Im Auftrag des örtlichen Kreisgesundheitsamtes hat sich der Hygeniker und Infektiologe Martin Exner die Verhältnisse in dem Unternehmen angeschaut. Exner ist Direktor des Instituts für Hygiene und Öffentliche Gesundheit und Geschäftsführender Direktor des Zentrums für Infektiologie und Infektionsschutz der Universität Bonn.
"Epidemiologisch war bekannt, dass in bestimmten Bereichen des Betriebes, hauptsächlich im Zerlegebereich, die Rate an Infektionen besonders hoch war", erklärte Exner auf einer Pressekonferenz am Mittwochnachmittag. Aus diesem Grund hätten er und sein Team sich "intensiv" mit diesem Bereich des Werkes befasst – und dabei einen gänzlich neuen Risikofaktor ausgemacht.

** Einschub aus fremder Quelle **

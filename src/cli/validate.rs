//! Map validation command implementation.

use super::{CliError, read_map};
use flagwar::game::{Team, check_invariants};
use flagwar::report::render_map;
use flagwar::GameState;
use std::path::Path;

/// Execute the validate command.
///
/// # Errors
///
/// Returns an error if the map file cannot be read or is not a valid layout.
pub(crate) fn execute(map: &Path) -> Result<(), CliError> {
    let layout = read_map(map)?;

    println!("Validating: {}", map.display());
    println!();

    let parsed = GameState::parse(&layout);
    print_check("Rectangular layout", parsed.is_ok());
    let state = parsed.map_err(|source| CliError::Map {
        path: map.to_path_buf(),
        source,
    })?;

    let has_players = !state.players.is_empty();
    print_check("At least one player", has_players);
    let has_flags = !state.flags.is_empty();
    print_check("At least one flag", has_flags);

    let violations = check_invariants(&state);
    print_check("Consistent state", violations.is_empty());
    if let Some(violation) = violations.first() {
        return Err(CliError::Invalid(violation.to_string()));
    }

    println!();
    println!("Summary:");
    println!("  Size:         {}x{}", state.grid.width(), state.grid.height());
    for team in Team::ALL {
        let count = state.players.iter().filter(|p| p.team == team).count();
        println!("  {:<13} {count}", format!("{team}:"));
    }
    println!("  Flags:        {}", state.flags.len());
    println!();
    print!("{}", render_map(&state));

    if !has_players || !has_flags {
        println!();
        println!("Warning: a game on this map ends immediately.");
        return Ok(());
    }

    println!();
    println!("Validation successful!");

    Ok(())
}

/// Print a validation check result.
fn print_check(name: &str, passed: bool) {
    let status = if passed { "OK" } else { "FAIL" };
    println!("  [{status}] {name}");
}
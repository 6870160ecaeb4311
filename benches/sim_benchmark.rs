//! Benchmarks for cycles and complete games.
//!
//! This benchmarks the simulation loop - strategy decisions plus move resolution.

#![allow(missing_docs)]
#![allow(clippy::unwrap_used)]

use std::hint::black_box;

use criterion::{Criterion, criterion_group, criterion_main};
use flagwar::game::GameState;
use flagwar::simulation::{MapGenConfig, SimConfig, Simulation, generate_map, run_seeded};

fn large_map() -> MapGenConfig {
    MapGenConfig {
        width: 64,
        height: 64,
        players_per_team: 20,
        flags: 30,
    }
}

fn bench_single_game(c: &mut Criterion) {
    let map = MapGenConfig::default();
    let config = SimConfig::default();

    c.bench_function("single_game_16x12", |b| {
        b.iter(|| {
            let result = run_seeded(black_box(42), black_box(&map), black_box(&config));
            black_box(result)
        });
    });
}

fn bench_single_game_large(c: &mut Criterion) {
    let map = large_map();
    let config = SimConfig::default();

    c.bench_function("single_game_64x64", |b| {
        b.iter(|| {
            let result = run_seeded(black_box(42), black_box(&map), black_box(&config));
            black_box(result)
        });
    });
}

fn bench_first_cycle(c: &mut Criterion) {
    // One cycle from a fresh state isolates decision and resolver cost
    let layout = generate_map(7, &large_map()).unwrap();
    let state = GameState::parse(&layout).unwrap();
    let config = SimConfig::default();

    c.bench_function("first_cycle_64x64", |b| {
        b.iter(|| {
            let mut sim = Simulation::new(state.clone(), config);
            black_box(sim.run_cycle())
        });
    });
}

fn bench_game_batch(c: &mut Criterion) {
    // Benchmark running 10 games sequentially (without parallel overhead)
    let map = MapGenConfig::default();
    let config = SimConfig::default();

    c.bench_function("10_games_sequential", |b| {
        b.iter(|| {
            for seed in 0..10u64 {
                black_box(run_seeded(seed, &map, &config).ok());
            }
        });
    });
}

criterion_group!(
    benches,
    bench_single_game,
    bench_single_game_large,
    bench_first_cycle,
    bench_game_batch
);
criterion_main!(benches);
//! Per-player decision policies.
//!
//! A strategy only reads the state and answers with at most one direction per
//! cycle; the driver feeds that direction to the resolver.

use log::trace;
use serde::{Deserialize, Serialize};

use crate::error::{GameError, GameResult};
use crate::game::{Direction, GameState, Occupant, Outcome, Player, PlayerId, Position};

/// Decision policy a team plays with.
#[derive(Debug, Clone, Copy, PartialEq, Eq, Hash, Serialize, Deserialize)]
#[serde(rename_all = "snake_case")]
pub enum Strategy {
    /// Walk towards the nearest uncaptured flag.
    SeekFlag,
    /// Look at the cell in the remembered heading first: attack a weaker
    /// opponent there, back away from a stronger one, otherwise seek a flag.
    Reactive,
}

/// Direction of the single step that reduces the distance from `from` to `to`.
///
/// The axis with the larger absolute delta is reduced first; on a tie the
/// horizontal axis goes first. Returns `None` when both positions are equal.
#[must_use]
pub fn direction_toward(from: Position, to: Position) -> Option<Direction> {
    let dx = i64::from(to.x) - i64::from(from.x);
    let dy = i64::from(to.y) - i64::from(from.y);

    if dx == 0 && dy == 0 {
        return None;
    }

    if dx.abs() >= dy.abs() {
        Some(if dx > 0 { Direction::Right } else { Direction::Left })
    } else {
        Some(if dy > 0 { Direction::Down } else { Direction::Up })
    }
}

impl Strategy {
    /// Choose this cycle's direction for a player.
    ///
    /// Returns `Ok(None)` when the player abstains: it is dead, no uncaptured
    /// flags remain, or a reactive retreat would leave the grid.
    ///
    /// # Errors
    ///
    /// Returns [`GameError::NotFound`] if a living player is missing from the
    /// grid and [`GameError::InvariantViolation`] if the grid references a
    /// player outside the roster.
    pub fn decide(self, state: &GameState, id: PlayerId) -> GameResult<Option<Direction>> {
        let player = state.player(id).ok_or_else(|| {
            GameError::InvariantViolation(format!("player #{} is not in the roster", id.0))
        })?;
        if !player.alive {
            return Ok(None);
        }

        let from = state.position_of(id)?;
        let decision = match self {
            Strategy::SeekFlag => seek_flag(state, id, from)?,
            Strategy::Reactive => react(state, id, player, from)?,
        };

        trace!("player #{} ({self:?}) at {from} decides {decision:?}", id.0);
        Ok(decision)
    }
}

fn seek_flag(state: &GameState, id: PlayerId, from: Position) -> GameResult<Option<Direction>> {
    match state.nearest_flag_position(id) {
        Ok(flag) => Ok(direction_toward(from, flag)),
        Err(GameError::NoUncapturedFlags) => Ok(None),
        Err(e) => Err(e),
    }
}

fn react(
    state: &GameState,
    id: PlayerId,
    player: &Player,
    from: Position,
) -> GameResult<Option<Direction>> {
    let heading = player.heading;

    let Some((_, Some(Occupant::Player(other_id)))) = state.grid.neighbour(from, heading) else {
        return seek_flag(state, id, from);
    };
    let other = state.player(other_id).ok_or_else(|| {
        GameError::InvariantViolation(format!("player #{} is not in the roster", other_id.0))
    })?;

    match player.team.resolve(other.team) {
        Outcome::Win => Ok(Some(heading)),
        Outcome::Loss => {
            // Back away; whatever sits behind gets attacked by the resolver.
            let retreat = heading.inverted();
            if state.grid.within_bounds(from.step(retreat)) {
                Ok(Some(retreat))
            } else {
                Ok(None)
            }
        }
        Outcome::Draw => seek_flag(state, id, from),
    }
}
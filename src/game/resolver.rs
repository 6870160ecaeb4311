//! Movement and combat resolution, the turn engine.
//!
//! [`attempt_move`] is the only operation that relocates players. All checks
//! run before the first cell is touched, so a call either applies every effect
//! of the move or none of them.

use log::debug;
use serde::Serialize;

use crate::error::{GameError, GameResult};
use crate::game::{Direction, FlagId, GameState, Occupant, Outcome, PlayerId, Position, Team};

/// What a single move attempt did.
#[derive(Debug, Clone, Copy, PartialEq, Eq, Serialize)]
pub enum MoveOutcome {
    /// The target lies outside the grid; nothing changed.
    OffGrid,
    /// The mover stepped into an empty cell.
    Moved {
        /// The mover's new position.
        to: Position,
    },
    /// The mover captured a flag and now stands on its cell.
    Captured {
        /// The captured flag.
        flag: FlagId,
        /// The mover's new position.
        to: Position,
    },
    /// The mover defeated the defender and took its cell.
    Won {
        /// The defeated player.
        defender: PlayerId,
        /// The mover's new position.
        to: Position,
    },
    /// The defender defeated the mover and advanced into the mover's cell.
    Lost {
        /// The winning player.
        defender: PlayerId,
        /// The defender's new position.
        defender_to: Position,
    },
    /// Same-team encounter; nobody moved.
    Stalemate {
        /// The player occupying the target cell.
        other: PlayerId,
    },
}

fn violation(message: String) -> GameError {
    GameError::InvariantViolation(message)
}

/// Attempt to move `mover` one step from `from` in `direction`.
///
/// - Off-grid target: no-op.
/// - Empty target: the mover relocates.
/// - Uncaptured flag: the flag leaves the grid for good, the mover takes its
///   cell and its capture count goes up.
/// - Another player: teams are adjudicated. The winner ends up in the target
///   cell if the mover won, or in the mover's cell if the defender won; the
///   loser is marked dead and leaves the grid. Same team is a no-op.
///
/// # Errors
///
/// Returns [`GameError::OutOfBounds`] if `from` is outside the grid and
/// [`GameError::InvariantViolation`] if the mover is not a living player at
/// `from`, or the target holds a dead player or captured flag. No state is
/// changed when an error is returned.
pub fn attempt_move(
    state: &mut GameState,
    mover: PlayerId,
    from: Position,
    direction: Direction,
) -> GameResult<MoveOutcome> {
    let mover_team = match state.player(mover) {
        Some(player) if player.alive => player.team,
        Some(_) => return Err(violation(format!("dead player #{} asked to move", mover.0))),
        None => return Err(violation(format!("player #{} is not in the roster", mover.0))),
    };
    if state.grid.get(from)? != Some(Occupant::Player(mover)) {
        return Err(violation(format!("player #{} is not at {from}", mover.0)));
    }

    let target = from.step(direction);
    if !state.grid.within_bounds(target) {
        debug!("player #{} at {from} bumps into the edge going {direction:?}", mover.0);
        return Ok(MoveOutcome::OffGrid);
    }

    match state.grid.get(target)? {
        None => {
            state.grid.clear(from)?;
            state.grid.set(Occupant::Player(mover), target)?;
            debug!("player #{} moves {from} -> {target}", mover.0);
            Ok(MoveOutcome::Moved { to: target })
        }
        Some(Occupant::Flag(flag)) => capture_flag(state, mover, from, target, flag),
        Some(Occupant::Player(defender)) => fight(state, mover, mover_team, from, target, defender),
    }
}

fn capture_flag(
    state: &mut GameState,
    mover: PlayerId,
    from: Position,
    target: Position,
    flag: FlagId,
) -> GameResult<MoveOutcome> {
    match state.flag(flag) {
        Some(f) if !f.captured => {}
        Some(_) => return Err(violation(format!("captured flag #{} still at {target}", flag.0))),
        None => return Err(violation(format!("flag #{} is not in the roster", flag.0))),
    }

    state.grid.clear(from)?;
    state.grid.clear(target)?;
    state.grid.set(Occupant::Player(mover), target)?;

    if let Some(player) = state.player_mut(mover) {
        player.captured_flags += 1;
    }
    if let Some(f) = state.flag_mut(flag) {
        f.capture();
    }

    debug!("player #{} captures flag #{} at {target}", mover.0, flag.0);
    Ok(MoveOutcome::Captured { flag, to: target })
}

fn fight(
    state: &mut GameState,
    mover: PlayerId,
    mover_team: Team,
    from: Position,
    target: Position,
    defender: PlayerId,
) -> GameResult<MoveOutcome> {
    let defender_team = match state.player(defender) {
        Some(player) if player.alive && defender != mover => player.team,
        Some(_) => {
            return Err(violation(format!(
                "player #{} at {target} cannot be fought by player #{}",
                defender.0, mover.0
            )));
        }
        None => return Err(violation(format!("player #{} is not in the roster", defender.0))),
    };

    match mover_team.resolve(defender_team) {
        Outcome::Win => {
            state.grid.clear(target)?;
            state.grid.clear(from)?;
            state.grid.set(Occupant::Player(mover), target)?;
            if let Some(loser) = state.player_mut(defender) {
                loser.eliminate();
            }
            if let Some(winner) = state.player_mut(mover) {
                winner.killed_players += 1;
            }
            debug!(
                "player #{} ({mover_team}) defeats player #{} ({defender_team}) at {target}",
                mover.0, defender.0
            );
            Ok(MoveOutcome::Won { defender, to: target })
        }
        Outcome::Loss => {
            state.grid.clear(from)?;
            state.grid.clear(target)?;
            state.grid.set(Occupant::Player(defender), from)?;
            if let Some(loser) = state.player_mut(mover) {
                loser.eliminate();
            }
            if let Some(winner) = state.player_mut(defender) {
                winner.killed_players += 1;
            }
            debug!(
                "player #{} ({defender_team}) repels player #{} ({mover_team}) and advances to {from}",
                defender.0, mover.0
            );
            Ok(MoveOutcome::Lost {
                defender,
                defender_to: from,
            })
        }
        Outcome::Draw => {
            debug!("player #{} and player #{} are teammates, no fight", mover.0, defender.0);
            Ok(MoveOutcome::Stalemate { other: defender })
        }
    }
}
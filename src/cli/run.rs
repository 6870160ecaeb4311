//! Run command implementation.

use super::output::{JsonRunResult, format_cycle};
use super::{CliError, OutputFormat, load_config, read_map};
use flagwar::GameState;
use flagwar::report::{format_result, format_scoreboard, render_map};
use flagwar::simulation::Simulation;
use log::info;
use std::path::Path;

/// Execute the run command.
///
/// # Errors
///
/// Returns an error if the map or config cannot be loaded or the game fails.
pub(crate) fn execute(
    map: &Path,
    cycles: Option<u32>,
    config: Option<&Path>,
    format: OutputFormat,
    quiet: bool,
    show_map: bool,
) -> Result<(), CliError> {
    let layout = read_map(map)?;
    let state = GameState::parse(&layout).map_err(|source| CliError::Map {
        path: map.to_path_buf(),
        source,
    })?;
    let config = load_config(config, cycles)?;

    info!(
        "loaded {} ({}x{}, {} players, {} flags)",
        map.display(),
        state.grid.width(),
        state.grid.height(),
        state.players.len(),
        state.flags.len()
    );

    let text = format == OutputFormat::Text;
    let mut sim = Simulation::new(state, config);

    if text && !quiet && show_map {
        print!("{}", render_map(sim.state()));
        println!();
    }

    while !sim.is_over() {
        let report = sim.run_cycle()?;
        if text && !quiet {
            println!("{}", format_cycle(&report));
            if show_map {
                print!("{}", render_map(sim.state()));
                println!();
            }
        }
    }

    let result = sim.result();

    match format {
        OutputFormat::Text => {
            if !quiet {
                println!();
            }
            if !show_map || quiet {
                print!("{}", render_map(sim.state()));
                println!();
            }
            print!("{}", format_scoreboard(sim.state(), &config.scoring));
            println!();
            print!("{}", format_result(&result));
        }
        OutputFormat::Json => {
            let json_result = JsonRunResult {
                map: map
                    .file_name()
                    .map_or_else(|| "unknown".to_string(), |n| n.to_string_lossy().to_string()),
                max_cycles: config.max_cycles,
                result: &result,
                final_map: render_map(sim.state()),
            };
            println!("{}", serde_json::to_string_pretty(&json_result)?);
        }
    }

    Ok(())
}
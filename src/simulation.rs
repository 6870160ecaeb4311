//! Simulation driver for flag war games.
//!
//! Provides a pure function interface: `(map, config) -> SimResult`
//!
//! The driver handles:
//! - Deterministic map generation for seeded runs
//! - Per-team strategy selection
//! - Cycles over the roster in insertion order
//! - End-of-game detection and scoring

mod mapgen;

pub use mapgen::{MapGenConfig, MapGenError, generate_map};

use std::path::{Path, PathBuf};

use log::debug;
use serde::{Deserialize, Serialize};
use thiserror::Error;

use crate::error::{GameError, GameResult};
use crate::game::{
    GameState, MoveOutcome, PlayerId, Position, ScoringWeights, Strategy, Team, assert_invariants,
    attempt_move, dead_player_count, team_scores, winning_team,
};

/// Strategy played by each team.
#[derive(Debug, Clone, Copy, PartialEq, Eq, Serialize, Deserialize)]
#[serde(default)]
pub struct TeamStrategies {
    /// Strategy of the Rock team.
    pub rock: Strategy,
    /// Strategy of the Paper team.
    pub paper: Strategy,
    /// Strategy of the Scissors team.
    pub scissors: Strategy,
}

impl Default for TeamStrategies {
    fn default() -> Self {
        Self {
            rock: Strategy::SeekFlag,
            paper: Strategy::SeekFlag,
            scissors: Strategy::Reactive,
        }
    }
}

impl TeamStrategies {
    /// Strategy assigned to `team`.
    #[must_use]
    pub const fn for_team(&self, team: Team) -> Strategy {
        match team {
            Team::Rock => self.rock,
            Team::Paper => self.paper,
            Team::Scissors => self.scissors,
        }
    }

    /// Same strategy for every team.
    #[must_use]
    pub const fn uniform(strategy: Strategy) -> Self {
        Self {
            rock: strategy,
            paper: strategy,
            scissors: strategy,
        }
    }
}

/// Configuration for a simulation.
#[derive(Debug, Clone, Copy, PartialEq, Eq, Serialize, Deserialize)]
#[serde(default)]
pub struct SimConfig {
    /// Maximum cycles before the game ends (default: 200).
    pub max_cycles: u32,
    /// Weights used for player and team scores.
    pub scoring: ScoringWeights,
    /// Strategy played by each team.
    pub strategies: TeamStrategies,
}

impl Default for SimConfig {
    fn default() -> Self {
        Self {
            max_cycles: 200,
            scoring: ScoringWeights::default(),
            strategies: TeamStrategies::default(),
        }
    }
}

Exner: "Luft zirkuliert ohne aufbereitet zu werden"
Neben zu geringen Abständen seien Exner zufolge auch technische Gegebenheiten Grund für den Corona-Massenausbruch gewesen. Im Zerlegebereich müssten die Mitarbeiter körperlich stark arbeiten, wobei wegen der verarbeiteten Lebensmittel die Temperatur in den Räumlichkeiten heruntergesetzt und die Luft getrocknet wird.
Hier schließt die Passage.